• _Description of the task_
Find every line in the data that contains the word "Copy". Return each of those lines.

#### Input material ####

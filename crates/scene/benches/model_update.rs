use std::time::Instant;

use criterion::{black_box, criterion_group, criterion_main, Criterion};
use projection::{view_from_calib, CameraVariant, HardwareProfile, Projector};
use scene::{build_ribbon, LineVertices, SceneAggregator, SceneConfig, UiSettings, TRAJECTORY_SIZE};
use telemetry::messages::{LiveCalibration, ModelV2, XyztData};
use telemetry::{Message, SubMaster};

fn curved_line(offset: f32) -> XyztData {
    let x: Vec<f32> = (0..TRAJECTORY_SIZE).map(|i| 0.5 * (i * i) as f32 / 10.0 + 1.0).collect();
    XyztData {
        y: x.iter().map(|x| offset + 0.002 * x * x).collect(),
        z: x.iter().map(|x| 0.01 * x).collect(),
        t: vec![0.0; TRAJECTORY_SIZE],
        x,
    }
}

fn model() -> ModelV2 {
    ModelV2 {
        position: curved_line(0.0),
        lane_lines: vec![curved_line(-3.6), curved_line(-1.8), curved_line(1.8), curved_line(3.6)],
        lane_line_probs: vec![0.3, 0.95, 0.92, 0.25],
        road_edges: vec![curved_line(-5.0), curved_line(5.0)],
        road_edge_stds: vec![0.5, 0.5],
        ..Default::default()
    }
}

fn bench_ribbon(c: &mut Criterion) {
    let projector = Projector::new(CameraVariant::Narrow, HardwareProfile::Tici, 1920, 1080);
    let calib = view_from_calib([0.0, 0.015, -0.01]);
    let line = curved_line(1.8);
    let mut out = LineVertices::new();

    c.bench_function("ribbon_33pts", |b| {
        b.iter(|| {
            build_ribbon(&projector, &calib, black_box(&line), 0.02, 0.0, TRAJECTORY_SIZE - 1, &mut out);
            black_box(out.len())
        })
    });
}

fn bench_model_update(c: &mut Criterion) {
    let mut aggregator = SceneAggregator::new(
        HardwareProfile::Tici,
        SceneConfig::default(),
        UiSettings::default(),
        1920,
        1080,
    );
    let mut sm = SubMaster::new();
    let now = Instant::now();
    sm.update(
        vec![Message::LiveCalibration(LiveCalibration { rpy_calib: [0.0, 0.015, -0.01] })],
        now,
    );
    aggregator.update(&sm);

    let model = model();
    c.bench_function("model_update_4lanes_2edges", |b| {
        b.iter(|| {
            sm.update(vec![Message::ModelV2(black_box(model.clone()))], now);
            aggregator.update(&sm);
            black_box(aggregator.scene().geometry.track_vertices.len())
        })
    });
}

criterion_group!(benches, bench_ribbon, bench_model_update);
criterion_main!(benches);
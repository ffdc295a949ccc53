//! Ribbon polygons for lane lines, road edges and the driving path

use nalgebra::Matrix3;
use projection::{Projector, Vertex};
use telemetry::messages::XyztData;

/// Samples per model trajectory
pub const TRAJECTORY_SIZE: usize = 33;

/// Vertex capacity of one ribbon: a forward and a backward pass
pub const MAX_LINE_VERTICES: usize = 2 * TRAJECTORY_SIZE;

/// Fixed-capacity vertex buffer for one ribbon.
///
/// Pushing past [`MAX_LINE_VERTICES`] is a programming error and panics.
#[derive(Debug, Clone, PartialEq)]
pub struct LineVertices {
    vertices: Vec<Vertex>,
}

impl Default for LineVertices {
    fn default() -> Self {
        Self {
            vertices: Vec::with_capacity(MAX_LINE_VERTICES),
        }
    }
}

impl LineVertices {
    pub fn new() -> Self {
        Self::default()
    }

    pub fn push(&mut self, vertex: Vertex) {
        assert!(
            self.vertices.len() < MAX_LINE_VERTICES,
            "line vertex buffer overflow ({} vertices)",
            MAX_LINE_VERTICES
        );
        self.vertices.push(vertex);
    }

    pub fn clear(&mut self) {
        self.vertices.clear();
    }

    pub fn len(&self) -> usize {
        self.vertices.len()
    }

    pub fn is_empty(&self) -> bool {
        self.vertices.is_empty()
    }

    pub fn as_slice(&self) -> &[Vertex] {
        &self.vertices
    }
}

/// Index of the last sample closer than `max` along x.
///
/// Scans at most [`TRAJECTORY_SIZE`] samples and stops at the first one at or
/// beyond `max`. Returns 0 when the first sample is already too far.
pub fn get_path_length_idx(xs: &[f32], max: f32) -> usize {
    xs.iter()
        .take(TRAJECTORY_SIZE)
        .take_while(|&&x| x < max)
        .count()
        .saturating_sub(1)
}

/// Build a closed ribbon around `line` into `out`.
///
/// Samples `0..=max_idx` are projected with `y - y_off` going forward, then
/// with `y + y_off` coming back. Samples that fail to project, or that are
/// missing from a short trajectory, are skipped.
pub fn build_ribbon(
    projector: &Projector,
    view_from_calib: &Matrix3<f32>,
    line: &XyztData,
    y_off: f32,
    z_off: f32,
    max_idx: usize,
    out: &mut LineVertices,
) {
    out.clear();

    let sample = |i: usize| -> Option<(f32, f32, f32)> {
        Some((*line.x.get(i)?, *line.y.get(i)?, *line.z.get(i)?))
    };

    for i in 0..=max_idx {
        if let Some((x, y, z)) = sample(i) {
            if let Some(v) = projector.project(view_from_calib, [x, y - y_off, z + z_off]) {
                out.push(v);
            }
        }
    }

    for i in (0..=max_idx).rev() {
        if let Some((x, y, z)) = sample(i) {
            if let Some(v) = projector.project(view_from_calib, [x, y + y_off, z + z_off]) {
                out.push(v);
            }
        }
    }
}
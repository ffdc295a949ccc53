//! Aggregated scene state

use projection::CalibrationState;
use serde::Serialize;
use telemetry::messages::{
    AlertSize, AlertStatus, AudibleAlert, CarParams, CruiseState, GearShifter, GpsLocation,
    LateralControlKind, LateralPlan, LiveMapData, LiveParameters, PandaType, TirePressure,
};

use crate::lead::LeadMarkers;
use crate::line::LineVertices;

/// Overall driving status shown by the border color
#[derive(Debug, Clone, Copy, Default, PartialEq, Eq, Hash, Serialize)]
pub enum SystemStatus {
    #[default]
    Disengaged,
    Engaged,
    Warning,
    Alert,
    Braking,
    Cruising,
}

/// Fields taken from the controls state
#[derive(Debug, Clone, Default, PartialEq, Serialize)]
pub struct ControlsView {
    pub enabled: bool,
    pub alert_status: AlertStatus,
    pub alert_size: AlertSize,
    pub alert_text1: String,
    pub alert_text2: String,
    pub alert_type: String,
    pub alert_sound: AudibleAlert,
    pub alert_text_msg1: String,
    pub alert_text_msg2: String,
    /// Lateral controller running
    pub lateral_control: LateralControlKind,
    /// Lateral controller output, whichever controller is active
    pub output_scale: f32,
    /// Max cruise speed (km/h)
    pub v_cruise: f32,
    pub limit_speed_camera: f32,
    pub limit_speed_camera_dist: f32,
    pub map_sign: i32,
    pub steer_ratio: f32,
    pub dynamic_tr_mode: i32,
    pub dynamic_tr_value: f32,
}

/// Fields taken from the car state
#[derive(Debug, Clone, Default, PartialEq, Serialize)]
pub struct CarView {
    pub v_ego: f32,
    pub brake_pressed: bool,
    pub brake_lights: bool,
    pub gear_shifter: GearShifter,
    pub left_blinker: bool,
    pub right_blinker: bool,
    pub left_blindspot: bool,
    pub right_blindspot: bool,
    pub tpms: TirePressure,
    pub radar_distance: f32,
    pub stand_still: bool,
    pub v_set_dis: f32,
    pub cruise_acc_status: bool,
    pub steering_angle_deg: f32,
    pub cruise_gap_set: i32,
    pub cruise_state: CruiseState,
}

/// Averaged device health
#[derive(Debug, Clone, Copy, Default, PartialEq, Serialize)]
pub struct DeviceSummary {
    pub cpu_usage_percent: f32,
    pub cpu_temp_c: f32,
    pub battery_temp_c: f32,
    pub ambient_temp_c: f32,
    pub fan_speed_percent: f32,
    pub battery_percent: f32,
}

#[derive(Debug, Clone, Copy, Default, PartialEq, Serialize)]
pub struct PandaSummary {
    pub panda_type: PandaType,
    pub ignition: bool,
    pub controls_allowed: bool,
}

/// Latest inertial samples used for tap-to-wake
#[derive(Debug, Clone, Copy, Default, PartialEq, Serialize)]
pub struct MotionSample {
    pub accel: f32,
    pub gyro: f32,
}

/// Projected model geometry, rebuilt wholesale on every model message
#[derive(Debug, Clone, Default, PartialEq)]
pub struct PathGeometry {
    pub lane_line_vertices: [LineVertices; 4],
    pub lane_line_probs: [f32; 4],
    pub road_edge_vertices: [LineVertices; 2],
    pub road_edge_stds: [f32; 2],
    pub track_vertices: LineVertices,
    /// Draw distance after clamping to the lead (meters)
    pub max_distance: f32,
}

/// Turn signal arrow animation.
///
/// Restarted on a blinker edge and advanced once per frame while a blinker
/// is on.
#[derive(Debug, Clone, Copy, PartialEq, Eq, Serialize)]
pub struct BlinkerAnimation {
    rate: i32,
}

impl BlinkerAnimation {
    const START: i32 = 120;
    const WRAP: i32 = 68;
    const STEP: i32 = 5;
    const LIT_FROM: i32 = 30;

    pub fn restart(&mut self) {
        self.rate = Self::START;
    }

    pub fn advance(&mut self) {
        self.rate -= Self::STEP;
        if self.rate < 0 {
            self.rate = Self::WRAP;
        }
    }

    pub fn rate(&self) -> i32 {
        self.rate
    }

    /// Whether the arrow is in its visible phase
    pub fn lit(&self) -> bool {
        (Self::LIT_FROM..=Self::WRAP).contains(&self.rate)
    }
}

impl Default for BlinkerAnimation {
    fn default() -> Self {
        Self { rate: Self::START }
    }
}

/// Everything the renderer needs for one frame.
///
/// Created once with defaults and mutated in place by the aggregator only.
#[derive(Debug, Clone, Default, PartialEq)]
pub struct Scene {
    pub controls: ControlsView,
    pub car: CarView,
    pub live_params: LiveParameters,
    pub device: DeviceSummary,
    pub panda: PandaSummary,
    pub gps: GpsLocation,
    pub satellite_count: u32,
    pub lateral_plan: LateralPlan,
    pub map: LiveMapData,
    pub car_params: CarParams,
    pub motion: MotionSample,
    /// Ambient light estimate in [0, 1]
    pub light_sensor: f32,

    pub calibration: CalibrationState,
    pub world_objects_visible: bool,
    pub geometry: PathGeometry,
    pub leads: LeadMarkers,

    pub started: bool,
    pub engageable: bool,
    pub dm_active: bool,
    pub blinker: BlinkerAnimation,
}
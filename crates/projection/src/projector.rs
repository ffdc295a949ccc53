//! Car space to framebuffer projection

use nalgebra::{Matrix3, Matrix4, Vector3};
use serde::{Deserialize, Serialize};

use crate::camera::{CameraIntrinsics, CameraVariant, HardwareProfile};

/// Points may land this far outside the framebuffer and still be drawn (pixels)
pub const PROJECTION_MARGIN: f32 = 500.0;

/// Smallest camera-frame depth accepted before the perspective divide (meters)
pub const MIN_PROJECTION_DEPTH: f32 = 1e-3;

/// Framebuffer pixel position
#[derive(Debug, Clone, Copy, Default, PartialEq, Serialize, Deserialize)]
pub struct Vertex {
    pub x: f32,
    pub y: f32,
}

/// Projection for one camera variant and framebuffer size.
///
/// Rebuilt only when the camera choice or the framebuffer changes.
#[derive(Debug, Clone, Copy, PartialEq)]
pub struct Projector {
    variant: CameraVariant,
    intrinsics: CameraIntrinsics,
    zoom: f32,
    y_offset: f32,
    width: f32,
    height: f32,
}

impl Projector {
    /// Create a projector for a camera variant and framebuffer size
    pub fn new(variant: CameraVariant, hardware: HardwareProfile, width: u32, height: u32) -> Self {
        let intrinsics = CameraIntrinsics::for_camera(variant, hardware);

        let mut zoom = hardware.zoom() / intrinsics.fx;
        if variant == CameraVariant::Wide {
            zoom *= 0.5;
        }

        Self {
            variant,
            intrinsics,
            zoom,
            y_offset: hardware.y_offset(),
            width: width as f32,
            height: height as f32,
        }
    }

    pub fn variant(&self) -> CameraVariant {
        self.variant
    }

    pub fn intrinsics(&self) -> &CameraIntrinsics {
        &self.intrinsics
    }

    /// Scale from camera pixels to framebuffer pixels
    pub fn zoom(&self) -> f32 {
        self.zoom
    }

    /// Framebuffer (width, height)
    pub fn framebuffer_size(&self) -> (u32, u32) {
        (self.width as u32, self.height as u32)
    }

    /// Project a car-frame point (x forward, y right, z down) into the framebuffer.
    ///
    /// Returns `None` when the point is at or behind the camera plane, when the
    /// result is not finite, or when it lands outside the framebuffer expanded
    /// by [`PROJECTION_MARGIN`].
    pub fn project(&self, view_from_calib: &Matrix3<f32>, point: [f32; 3]) -> Option<Vertex> {
        let ep = view_from_calib * Vector3::from(point);
        let kep = self.intrinsics.matrix() * ep;

        // NaN depth falls through to the finiteness check below
        if kep.z < MIN_PROJECTION_DEPTH {
            return None;
        }

        let vertex = self.camera_to_framebuffer(kep.x / kep.z, kep.y / kep.z);
        if !vertex.x.is_finite() || !vertex.y.is_finite() {
            return None;
        }

        self.is_visible(vertex).then_some(vertex)
    }

    /// Whether a vertex lies inside the framebuffer plus margin
    pub fn is_visible(&self, v: Vertex) -> bool {
        v.x >= -PROJECTION_MARGIN
            && v.x <= self.width + PROJECTION_MARGIN
            && v.y >= -PROJECTION_MARGIN
            && v.y <= self.height + PROJECTION_MARGIN
    }

    /// Map camera pixel coordinates onto the framebuffer: principal point to
    /// the framebuffer centre (shifted by the hardware y offset), scaled by zoom.
    fn camera_to_framebuffer(&self, x: f32, y: f32) -> Vertex {
        Vertex {
            x: (x - self.intrinsics.cx) * self.zoom + self.width / 2.0,
            y: (y - self.intrinsics.cy) * self.zoom + self.height / 2.0 + self.y_offset,
        }
    }

    /// Clip-space transform for the video texture quad, matching the overlay scale
    pub fn frame_transform(&self) -> Matrix4<f32> {
        let zx = self.zoom * 2.0 * self.intrinsics.cx / self.width;
        let zy = self.zoom * 2.0 * self.intrinsics.cy / self.height;

        Matrix4::new(
            zx, 0.0, 0.0, 0.0,
            0.0, zy, 0.0, -self.y_offset / self.height * 2.0,
            0.0, 0.0, 1.0, 0.0,
            0.0, 0.0, 0.0, 1.0,
        )
    }
}
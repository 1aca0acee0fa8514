//! I2C facade
//!
//! Wraps one master-mode bus handle with typed speed configuration and
//! byte/slice transfer helpers.

use basalt_hal::i2c::{I2cBus, I2cSpeed};

/// Master-mode I2C bus facade
///
/// Owns the bus handle exclusively. Transfers are blocking and forwarded
/// 1:1 to the driver; driver errors propagate unchanged. Slice lengths and
/// addresses are not validated here - the driver decides what it accepts.
pub struct I2c<B: I2cBus> {
    bus: B,
    speed: I2cSpeed,
}

impl<B: I2cBus> I2c<B> {
    /// Create a facade at standard speed (100 kHz)
    pub fn new(bus: B) -> Result<Self, B::Error> {
        Self::with_speed(bus, I2cSpeed::Standard)
    }

    /// Create a facade at the given speed
    ///
    /// Pushes the speed to the driver before returning, so the bus is
    /// ready for transfers.
    pub fn with_speed(mut bus: B, speed: I2cSpeed) -> Result<Self, B::Error> {
        bus.set_frequency(speed.hertz())?;
        Ok(Self { bus, speed })
    }

    /// The speed last accepted by the driver
    pub fn speed(&self) -> I2cSpeed {
        self.speed
    }

    /// Reconfigure the bus speed
    ///
    /// On error the cached speed is left unchanged; cache and device stay
    /// in agreement on the previous speed.
    pub fn set_speed(&mut self, speed: I2cSpeed) -> Result<(), B::Error> {
        self.bus.set_frequency(speed.hertz())?;
        self.speed = speed;
        Ok(())
    }

    /// Read one byte from the device at `address`
    pub fn read_byte(&mut self, address: u8) -> Result<u8, B::Error> {
        let mut buf = [0u8; 1];
        self.bus.read(address, &mut buf)?;
        Ok(buf[0])
    }

    /// Read from the device at `address` until `buf` is full
    pub fn read(&mut self, address: u8, buf: &mut [u8]) -> Result<(), B::Error> {
        self.bus.read(address, buf)
    }

    /// Write one byte to the device at `address`
    pub fn write_byte(&mut self, address: u8, byte: u8) -> Result<(), B::Error> {
        self.bus.write(address, &[byte])
    }

    /// Write `data` to the device at `address`
    pub fn write(&mut self, address: u8, data: &[u8]) -> Result<(), B::Error> {
        self.bus.write(address, data)
    }

    /// Write `data` then read into `buf` in one transaction (repeated start)
    ///
    /// The usual register-access pattern: write the register address, read
    /// its value without releasing the bus in between.
    pub fn write_read(
        &mut self,
        address: u8,
        data: &[u8],
        buf: &mut [u8],
    ) -> Result<(), B::Error> {
        self.bus.write_read(address, data, buf)
    }

    /// Consume the facade and hand back the live bus handle
    pub fn into_inner(self) -> B {
        self.bus
    }
}

#[cfg(test)]
mod tests {
    use super::*;

    /// One bus transaction as observed by the mock driver
    #[derive(Debug, PartialEq, Eq)]
    enum Transaction {
        SetFrequency(u32),
        Write { address: u8, data: Vec<u8> },
        Read { address: u8, len: usize },
        WriteRead { address: u8, data: Vec<u8>, len: usize },
    }

    /// Mock bus recording every driver call
    struct MockBus {
        transactions: Vec<Transaction>,
        /// Bytes served to reads, front first
        rx: Vec<u8>,
        fail_set_frequency: bool,
    }

    impl MockBus {
        fn new() -> Self {
            Self {
                transactions: Vec::new(),
                rx: Vec::new(),
                fail_set_frequency: false,
            }
        }

        fn with_rx(rx: &[u8]) -> Self {
            let mut bus = Self::new();
            bus.rx = rx.to_vec();
            bus
        }

        fn fill(&mut self, buf: &mut [u8]) {
            for slot in buf.iter_mut() {
                *slot = self.rx.remove(0);
            }
        }
    }

    #[derive(Debug, PartialEq, Eq)]
    struct MockError;

    impl I2cBus for MockBus {
        type Error = MockError;

        fn set_frequency(&mut self, hz: u32) -> Result<(), MockError> {
            if self.fail_set_frequency {
                return Err(MockError);
            }
            self.transactions.push(Transaction::SetFrequency(hz));
            Ok(())
        }

        fn write(&mut self, address: u8, data: &[u8]) -> Result<(), MockError> {
            self.transactions.push(Transaction::Write {
                address,
                data: data.to_vec(),
            });
            Ok(())
        }

        fn read(&mut self, address: u8, buf: &mut [u8]) -> Result<(), MockError> {
            self.transactions.push(Transaction::Read {
                address,
                len: buf.len(),
            });
            self.fill(buf);
            Ok(())
        }

        fn write_read(
            &mut self,
            address: u8,
            data: &[u8],
            buf: &mut [u8],
        ) -> Result<(), MockError> {
            self.transactions.push(Transaction::WriteRead {
                address,
                data: data.to_vec(),
                len: buf.len(),
            });
            self.fill(buf);
            Ok(())
        }
    }

    #[test]
    fn test_construction_pushes_standard_speed() {
        let i2c = I2c::new(MockBus::new()).unwrap();
        assert_eq!(i2c.speed(), I2cSpeed::Standard);
        assert_eq!(
            i2c.into_inner().transactions,
            [Transaction::SetFrequency(100_000)]
        );
    }

    #[test]
    fn test_set_speed_roundtrip() {
        let mut i2c = I2c::new(MockBus::new()).unwrap();
        for speed in [I2cSpeed::Standard, I2cSpeed::Fast, I2cSpeed::FastPlus] {
            i2c.set_speed(speed).unwrap();
            assert_eq!(i2c.speed(), speed);
        }
        let bus = i2c.into_inner();
        assert_eq!(
            bus.transactions,
            [
                Transaction::SetFrequency(100_000),
                Transaction::SetFrequency(100_000),
                Transaction::SetFrequency(400_000),
                Transaction::SetFrequency(1_000_000),
            ]
        );
    }

    #[test]
    fn test_failed_set_speed_keeps_cache() {
        let mut i2c = I2c::with_speed(MockBus::new(), I2cSpeed::Fast).unwrap();
        i2c.bus.fail_set_frequency = true;
        assert_eq!(i2c.set_speed(I2cSpeed::FastPlus), Err(MockError));
        // Cache still matches the last speed the driver accepted
        assert_eq!(i2c.speed(), I2cSpeed::Fast);
    }

    #[test]
    fn test_read_byte() {
        let mut i2c = I2c::new(MockBus::with_rx(&[0xAB])).unwrap();
        assert_eq!(i2c.read_byte(0x50), Ok(0xAB));
        assert!(i2c
            .into_inner()
            .transactions
            .contains(&Transaction::Read { address: 0x50, len: 1 }));
    }

    #[test]
    fn test_read_fills_whole_buffer() {
        let mut i2c = I2c::new(MockBus::with_rx(&[1, 2, 3, 4])).unwrap();
        let mut buf = [0u8; 4];
        i2c.read(0x50, &mut buf).unwrap();
        assert_eq!(buf, [1, 2, 3, 4]);
    }

    #[test]
    fn test_zero_length_read_passes_through() {
        let mut i2c = I2c::new(MockBus::new()).unwrap();
        let mut buf = [0u8; 0];
        i2c.read(0x50, &mut buf).unwrap();
        // Forwarded to the driver unvalidated
        assert!(i2c
            .into_inner()
            .transactions
            .contains(&Transaction::Read { address: 0x50, len: 0 }));
    }

    #[test]
    fn test_write_byte_and_slice() {
        let mut i2c = I2c::new(MockBus::new()).unwrap();
        i2c.write_byte(0x21, 0x7F).unwrap();
        i2c.write(0x21, &[0x01, 0x02]).unwrap();
        let bus = i2c.into_inner();
        assert!(bus.transactions.contains(&Transaction::Write {
            address: 0x21,
            data: vec![0x7F],
        }));
        assert!(bus.transactions.contains(&Transaction::Write {
            address: 0x21,
            data: vec![0x01, 0x02],
        }));
    }

    #[test]
    fn test_write_read_register_pattern() {
        // PWR_MGMT-style register read from a typical IMU at 0x68
        let mut i2c = I2c::new(MockBus::with_rx(&[0x40])).unwrap();
        let mut value = [0u8; 1];
        i2c.write_read(0x68, &[0x6B], &mut value).unwrap();
        assert_eq!(value, [0x40]);
        assert!(i2c.into_inner().transactions.contains(&Transaction::WriteRead {
            address: 0x68,
            data: vec![0x6B],
            len: 1,
        }));
    }
}
//! Push-pull output pins over embassy-rp GPIO

use embassy_rp::gpio::{AnyPin, Level};
use embassy_rp::Peri;

/// Push-pull output pin
///
/// Wraps an embassy-rp output. Configuring the pin happens in the
/// constructor; dropping the wrapper returns the pin to its reset state
/// via embassy-rp's own teardown.
pub struct Output<'d> {
    pin: embassy_rp::gpio::Output<'d>,
}

impl<'d> Output<'d> {
    /// Configure a pin as push-pull output, starting low
    pub fn new(pin: Peri<'d, AnyPin>) -> Self {
        Self {
            pin: embassy_rp::gpio::Output::new(pin, Level::Low),
        }
    }

    /// Configure a pin as push-pull output at the given starting level
    pub fn with_level(pin: Peri<'d, AnyPin>, high: bool) -> Self {
        let level = if high { Level::High } else { Level::Low };
        Self {
            pin: embassy_rp::gpio::Output::new(pin, level),
        }
    }
}

impl basalt_hal::gpio::OutputPin for Output<'_> {
    fn set_high(&mut self) {
        self.pin.set_high();
    }

    fn set_low(&mut self) {
        self.pin.set_low();
    }

    fn toggle(&mut self) {
        self.pin.toggle();
    }

    fn is_set_high(&self) -> bool {
        self.pin.is_set_high()
    }
}

// embedded-hal 1.0 digital traits, for drivers written against those
impl embedded_hal::digital::ErrorType for Output<'_> {
    type Error = core::convert::Infallible;
}

impl embedded_hal::digital::OutputPin for Output<'_> {
    fn set_low(&mut self) -> Result<(), Self::Error> {
        self.pin.set_low();
        Ok(())
    }

    fn set_high(&mut self) -> Result<(), Self::Error> {
        self.pin.set_high();
        Ok(())
    }
}

impl embedded_hal::digital::StatefulOutputPin for Output<'_> {
    fn is_set_high(&mut self) -> Result<bool, Self::Error> {
        Ok(self.pin.is_set_high())
    }

    fn is_set_low(&mut self) -> Result<bool, Self::Error> {
        Ok(self.pin.is_set_low())
    }
}
//! Inbound fan-out: classify each frame and satisfy at most one waiter.
//!
//! The read task calls [`route`] for every text frame. Classification
//! outcomes never terminate the read loop — a malformed or unexpected
//! frame is at worst fatal to one exchange.

use tracing::{debug, warn};

use crate::correlator::Registry;
use crate::events;
use crate::frame::InboundFrame;
use crate::supervisor::Liveness;

/// Route one raw text frame to whichever exchange it belongs to.
pub(crate) fn route(registry: &Registry, liveness: &Liveness, text: &str) {
    match InboundFrame::parse(text) {
        Err(err) => {
            // malformed frame: fails only the exchange being resolved
            if !registry.deliver_error(err) {
                warn!("discarding malformed frame with no exchange active");
            }
        }
        Ok(InboundFrame::Error(error_frame)) => {
            let err = error_frame.into_error();
            if !registry.deliver_error(err) {
                warn!("discarding error frame with no exchange active");
            }
        }
        Ok(InboundFrame::HeartbeatReply) => {
            liveness.mark_alive();
        }
        Ok(InboundFrame::Events(entries)) => {
            for (name, payload) in entries {
                if registry.deliver(&name, payload) {
                    // at most one exchange per inbound message
                    break;
                } else if events::is_known_inbound(&name) {
                    debug!(event = %name, "skipping event with no active waiter");
                } else {
                    warn!(event = %name, "unknown event");
                }
            }
        }
    }
}

#[cfg(test)]
mod tests {
    use super::*;
    use crate::errors::Error;
    use assert_matches::assert_matches;
    use serde_json::json;

    #[test]
    fn matching_event_is_delivered() {
        let registry = Registry::default();
        let liveness = Liveness::default();
        let mut rx = registry.register("newImages").unwrap();

        route(&registry, &liveness, r#"{"newImages": {"images": []}}"#);

        let value = rx.try_recv().unwrap().unwrap();
        assert_eq!(value["images"], json!([]));
    }

    #[test]
    fn only_the_first_matching_key_is_delivered() {
        let registry = Registry::default();
        let liveness = Liveness::default();
        let mut images = registry.register("newImages").unwrap();
        let mut upscale = registry.register("newUpscaleGan").unwrap();

        route(
            &registry,
            &liveness,
            r#"{"newImages": 1, "newUpscaleGan": 2}"#,
        );

        assert!(images.try_recv().unwrap().is_ok());
        // second key of the same message is left for a later message
        assert!(upscale.try_recv().is_err());
    }

    #[test]
    fn pong_resets_liveness_and_delivers_nothing() {
        let registry = Registry::default();
        let liveness = Liveness::default();
        let mut rx = registry.register("newImages").unwrap();
        liveness.expect_reply();

        route(&registry, &liveness, r#"{"pong": true}"#);

        assert!(liveness.check_alive());
        assert!(rx.try_recv().is_err());
        assert_eq!(registry.pending_count(), 1);
    }

    #[test]
    fn error_frame_fails_the_active_exchange() {
        let registry = Registry::default();
        let liveness = Liveness::default();
        let mut rx = registry.register("newImages").unwrap();

        route(
            &registry,
            &liveness,
            r#"{"error": true, "errorId": 19, "errorMessage": "Invalid API key"}"#,
        );

        assert_matches!(rx.try_recv().unwrap(), Err(Error::Remote { .. }));
    }

    #[test]
    fn malformed_frame_fails_the_active_exchange() {
        let registry = Registry::default();
        let liveness = Liveness::default();
        let mut rx = registry.register("newImages").unwrap();

        route(&registry, &liveness, "}{");

        assert_matches!(rx.try_recv().unwrap(), Err(Error::Decode { .. }));
    }

    #[test]
    fn unmatched_frames_do_not_panic_or_deliver() {
        let registry = Registry::default();
        let liveness = Liveness::default();

        route(&registry, &liveness, r#"{"newImages": 1}"#);
        route(&registry, &liveness, r#"{"somethingNew": 1}"#);
        route(&registry, &liveness, "}{");
        route(
            &registry,
            &liveness,
            r#"{"error": true, "errorId": 3, "errorMessage": "x"}"#,
        );

        assert_eq!(registry.pending_count(), 0);
    }
}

####

• _Written answer_
#[derive(Debug, Clone, Copy, Default, PartialEq, Eq, Hash, Serialize)]
#[derive(Debug, Clone, Copy, Default, PartialEq, Serialize)]
#[derive(Debug, Clone, Copy, Default, PartialEq, Serialize)]
#[derive(Debug, Clone, Copy, Default, PartialEq, Serialize)]
#[derive(Debug, Clone, Copy, PartialEq, Eq, Serialize)]
#[derive(Debug, Clone, Copy, Default, PartialEq, Serialize, Deserialize)]
#[derive(Debug, Clone, Copy, PartialEq)]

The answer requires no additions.